Eucalyptus sessilis, commonly known as Finke River mallee, red bud mallee or river mallee, is a species of mallee that is native to the Northern Territory and central areas along the border of Western Australia. It has smooth bark, sometimes with ribbon of old bark near the base, lance-shaped to egg-shaped or elliptical adult leaves, flower buds in groups of seven, creamy yellow flowers and hemispherical fruit.

==Description==
Eucalyptus sessilis is a mallee with a spreading, straggly habit, that typically grows to a height of 2-5 m, and forms a lignotuber. Its bark is smooth and grey and is shed in long strips or ribbons that sometimes accumulate at the base of the stems. Young plants and coppice regrowth have egg-shaped to broadly lance-shaped leaves that are 120-160 mm long and 50-60 mm wide. Adult leaves are arranged alternately, the same dull and green to grey-green colour on both sides, 60-150 mm long and 17-62 mm wide on a petiole 17-42 mm long. The flower buds are arranged in leaf axils in groups of seven on a stout, unbranched peduncle 4-10 mm long, the individual buds sessile or on pedicels up to 4 mm long. Mature buds are claret-coloured, oval to spherical, 18-25 mm long and 10-16 mm wide, with longitudinal ribs and a beaked operculum. Flowering occurs between April and July and the flowers are yellow-cream in colour. The fruit is a woody, usually sessile, hemispherical capsule 6-13 mm long and 14-23 mm wide with a raised disc and four protruding valves.
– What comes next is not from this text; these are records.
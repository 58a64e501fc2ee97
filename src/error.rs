// This file is part of CATENA.
//
// Copyright (C) 2022 Affidaty Spa.
//
// CATENA is free software: you can redistribute it and/or modify it under
// the terms of the GNU Affero General Public License as published by the
// Free Software Foundation, either version 3 of the License, or (at your
// option) any later version.
//
// CATENA is distributed in the hope that it will be useful, but WITHOUT
// ANY WARRANTY; without even the implied warranty of MERCHANTABILITY or
// FITNESS FOR A PARTICULAR PURPOSE. See the GNU Affero General Public License
// for more details.
//
// You should have received a copy of the GNU Affero General Public License
// along with CATENA. If not, see <https://www.gnu.org/licenses/>.

//! Library error codes and results.

use serde::{de::Visitor, Deserialize, Deserializer, Serialize, Serializer};
use std::fmt::{Display, Formatter};

/// Project-wide result type.
pub type Result<T> = std::result::Result<T, Error>;

/// Max string length when the error is converted to string using `to_string_full`.
const MAX_ERROR_SOURCE_STRING_LENGTH: usize = 128;

/// Error kind to better contextualize the returned error.
#[derive(Debug, PartialEq, Eq, Clone, Copy)]
pub enum ErrorKind {
    MalformedData,
    InvalidSignature,
    PayloadMismatch,
    SlotMismatch,
    StateConflict,
    TransactionVerify,
    DuplicatedUnconfirmedTx,
    DuplicatedConfirmedTx,
    DatabaseFault,
    PeerFault,
    ResourceNotFound,
    Other,
}

/// Error kind strings.
pub(super) mod error_kind_str {
    pub const MALFORMED_DATA: &str = "malformed data";
    pub const INVALID_SIGNATURE: &str = "invalid signature";
    pub const PAYLOAD_MISMATCH: &str = "payload mismatch";
    pub const SLOT_MISMATCH: &str = "slot mismatch";
    pub const STATE_CONFLICT: &str = "state conflict";
    pub const TRANSACTION_VERIFY: &str = "transaction verify failure";
    pub const DUPLICATED_UNCONFIRMED_TX: &str = "duplicated unconfirmed transaction";
    pub const DUPLICATED_CONFIRMED_TX: &str = "duplicated confirmed transaction";
    pub const DATABASE_FAULT: &str = "database fault";
    pub const PEER_FAULT: &str = "peer fault";
    pub const RESOURCE_NOT_FOUND: &str = "resource not found";
    pub const OTHER: &str = "other";
}

impl Display for ErrorKind {
    fn fmt(&self, f: &mut Formatter<'_>) -> std::fmt::Result {
        use ErrorKind::*;
        let kind_str = match self {
            MalformedData => error_kind_str::MALFORMED_DATA,
            InvalidSignature => error_kind_str::INVALID_SIGNATURE,
            PayloadMismatch => error_kind_str::PAYLOAD_MISMATCH,
            SlotMismatch => error_kind_str::SLOT_MISMATCH,
            StateConflict => error_kind_str::STATE_CONFLICT,
            TransactionVerify => error_kind_str::TRANSACTION_VERIFY,
            DuplicatedUnconfirmedTx => error_kind_str::DUPLICATED_UNCONFIRMED_TX,
            DuplicatedConfirmedTx => error_kind_str::DUPLICATED_CONFIRMED_TX,
            DatabaseFault => error_kind_str::DATABASE_FAULT,
            PeerFault => error_kind_str::PEER_FAULT,
            ResourceNotFound => error_kind_str::RESOURCE_NOT_FOUND,
            Other => error_kind_str::OTHER,
        };
        write!(f, "{}", kind_str)
    }
}

impl Serialize for ErrorKind {
    fn serialize<S>(&self, serializer: S) -> std::result::Result<S::Ok, S::Error>
    where
        S: Serializer,
    {
        let msg = self.to_string();
        serializer.serialize_str(&msg)
    }
}

impl<'de> Deserialize<'de> for ErrorKind {
    fn deserialize<D>(deserializer: D) -> std::result::Result<Self, D::Error>
    where
        D: Deserializer<'de>,
    {
        struct ErrorKindVisitor;

        impl<'de> Visitor<'de> for ErrorKindVisitor {
            type Value = String;

            fn expecting(&self, formatter: &mut std::fmt::Formatter) -> std::fmt::Result {
                formatter.write_str("a string")
            }

            fn visit_str<R>(self, value: &str) -> std::result::Result<String, R> {
                Ok(value.to_string())
            }
        }

        let kind = match deserializer.deserialize_str(ErrorKindVisitor)?.as_str() {
            error_kind_str::MALFORMED_DATA => ErrorKind::MalformedData,
            error_kind_str::INVALID_SIGNATURE => ErrorKind::InvalidSignature,
            error_kind_str::PAYLOAD_MISMATCH => ErrorKind::PayloadMismatch,
            error_kind_str::SLOT_MISMATCH => ErrorKind::SlotMismatch,
            error_kind_str::STATE_CONFLICT => ErrorKind::StateConflict,
            error_kind_str::TRANSACTION_VERIFY => ErrorKind::TransactionVerify,
            error_kind_str::DUPLICATED_UNCONFIRMED_TX => ErrorKind::DuplicatedUnconfirmedTx,
            error_kind_str::DUPLICATED_CONFIRMED_TX => ErrorKind::DuplicatedConfirmedTx,
            error_kind_str::DATABASE_FAULT => ErrorKind::DatabaseFault,
            error_kind_str::PEER_FAULT => ErrorKind::PeerFault,
            error_kind_str::RESOURCE_NOT_FOUND => ErrorKind::ResourceNotFound,
            _ => ErrorKind::Other,
        };
        Ok(kind)
    }
}

/// Project-wide error type.
/// Contains a kind enumerate and a `source` to identify the subsystem that may
/// have propagated the error.
#[derive(Debug, Serialize, Deserialize)]
pub struct Error {
    /// Error kind.
    pub kind: ErrorKind,
    /// Not propagated by blockchain messages.
    #[serde(serialize_with = "source_se", deserialize_with = "source_de")]
    pub source: Option<Box<dyn std::error::Error + Send + Sync>>,
}

fn source_se<S: Serializer>(
    source: &Option<Box<dyn std::error::Error + Send + Sync>>,
    s: S,
) -> std::result::Result<S::Ok, S::Error> {
    match source {
        Some(b) => s.serialize_str(&b.to_string()),
        None => s.serialize_unit(),
    }
}

fn source_de<'de, D: Deserializer<'de>>(
    d: D,
) -> std::result::Result<Option<Box<dyn std::error::Error + Send + Sync>>, D::Error> {
    struct ErrorVisitor;

    impl<'de> Visitor<'de> for ErrorVisitor {
        type Value = String;

        fn expecting(&self, formatter: &mut std::fmt::Formatter) -> std::fmt::Result {
            formatter.write_str("a string")
        }

        fn visit_str<R>(self, value: &str) -> std::result::Result<String, R> {
            Ok(value.to_string())
        }
    }

    match d.deserialize_str(ErrorVisitor) {
        Ok(s) => Ok(Some(s.into())),
        Err(_err) => Ok(None),
    }
}

impl Clone for Error {
    fn clone(&self) -> Self {
        Error {
            kind: self.kind,
            source: None,
        }
    }
}

impl From<ErrorKind> for Error {
    fn from(kind: ErrorKind) -> Self {
        Error::new(kind)
    }
}

impl From<String> for Error {
    fn from(s: String) -> Self {
        Error::new_ext(ErrorKind::Other, s)
    }
}

impl<T> From<ErrorKind> for Result<T> {
    fn from(kind: ErrorKind) -> Self {
        Err(kind.into())
    }
}

impl Error {
    pub fn new_ext<E>(kind: ErrorKind, error: E) -> Error
    where
        E: Into<Box<dyn std::error::Error + Send + Sync>>,
    {
        let source = error.into();
        Error {
            kind,
            source: Some(source),
        }
    }

    pub fn new(kind: ErrorKind) -> Error {
        Error { kind, source: None }
    }

    pub fn to_string_full(&self) -> String {
        let mut err_string = self.to_string();
        if let Some(ref source) = self.source {
            let detail = format!(": {}", source);
            let max_len = std::cmp::min(detail.len(), MAX_ERROR_SOURCE_STRING_LENGTH);
            err_string.push_str(&detail[..max_len]);
        }
        err_string
    }
}

impl PartialEq for Error {
    fn eq(&self, other: &Error) -> bool {
        if self.kind != other.kind {
            return false;
        }
        if self.source.is_none() && other.source.is_none() {
            true
        } else if self.source.is_some() && other.source.is_some() {
            format!("{:?}", self.source) == format!("{:?}", other.source)
        } else {
            false
        }
    }
}

impl std::error::Error for Error {
    fn source(&self) -> Option<&(dyn std::error::Error + 'static)> {
        match self.source {
            None => None,
            Some(ref source) => Some(source.as_ref()),
        }
    }
}

impl Display for Error {
    fn fmt(&self, f: &mut Formatter<'_>) -> std::fmt::Result {
        write!(f, "{}", &format!("{}", self.kind))
    }
}

/// Response envelope used by operations that accumulate failures instead of
/// short-circuiting on the first one (block verification, RPC-facing
/// handlers). Carries either a payload or the collected error strings.
#[derive(Debug, Clone, PartialEq, Serialize, Deserialize)]
pub struct ResponseEntity<T> {
    /// Payload, present on success.
    pub data: Option<T>,
    /// Accumulated failure descriptions, most recent first.
    pub errors: Vec<String>,
}

impl<T> ResponseEntity<T> {
    pub fn ok(data: T) -> Self {
        ResponseEntity {
            data: Some(data),
            errors: Vec::new(),
        }
    }

    pub fn fail(errors: Vec<String>) -> Self {
        ResponseEntity { data: None, errors }
    }

    pub fn fail_one(error: impl Into<String>) -> Self {
        ResponseEntity {
            data: None,
            errors: vec![error.into()],
        }
    }

    pub fn success(&self) -> bool {
        self.errors.is_empty()
    }

    /// Extract the payload or collapse the accumulated errors into one.
    pub fn into_result(self) -> Result<T> {
        match self.data {
            Some(data) if self.errors.is_empty() => Ok(data),
            _ => Err(Error::new_ext(ErrorKind::Other, self.errors.join("; "))),
        }
    }
}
The seeds are grey-brown to blackish, 2-4 mm long and a flattened pyramid to cubic shape.

==Taxonomy==
Finke River mallee was first formally described in 1920 by the botanist Joseph Maiden as Eucalyptus pachyphylla var. sessilis in his book A Critical Revision of the Genus Eucalyptus. The type specimen was collected by Ernest Giles in 1872 at Glen of Palms in the western Macdonnell Range, to the south of Hermannsburg In 1934, William Blakely raised the subspecies to species status as E. sessilis in his book A Key to the Eucalypts. A common name for this tree is the Finke River (or River) mallee. The specific epithet (sessilis) refers to the sessile buds and fruit.

==Distribution and habitat==
Eucalyptus sessilis grows in open shrubland on stony slopes. It is found in the central Northern Territory in an area centred around Alice Springs with a scattered distribution that extends west over the Western Australian border into the Goldfields-Esperance region. It is most often found on rocky ranges particularly the MacDonnell Ranges and Central Ranges in the Northern Territory and the Rawlinson Ranges and Walter James Range in Western Australia. It is also scattered through the Finke River basin, Great Sandy Desert and Burt Plains.

==Conservation status==
This mallee is classified as "least concern" under the Northern Territory Government Territory Parks and Wildlife Conservation Act 1976 and as "not threatened" by the Western Australian Government Department of Parks and Wildlife.

==Use in horticulture==
It is both drought and frost resistant, attracts birds and grows well in full sun or part shade.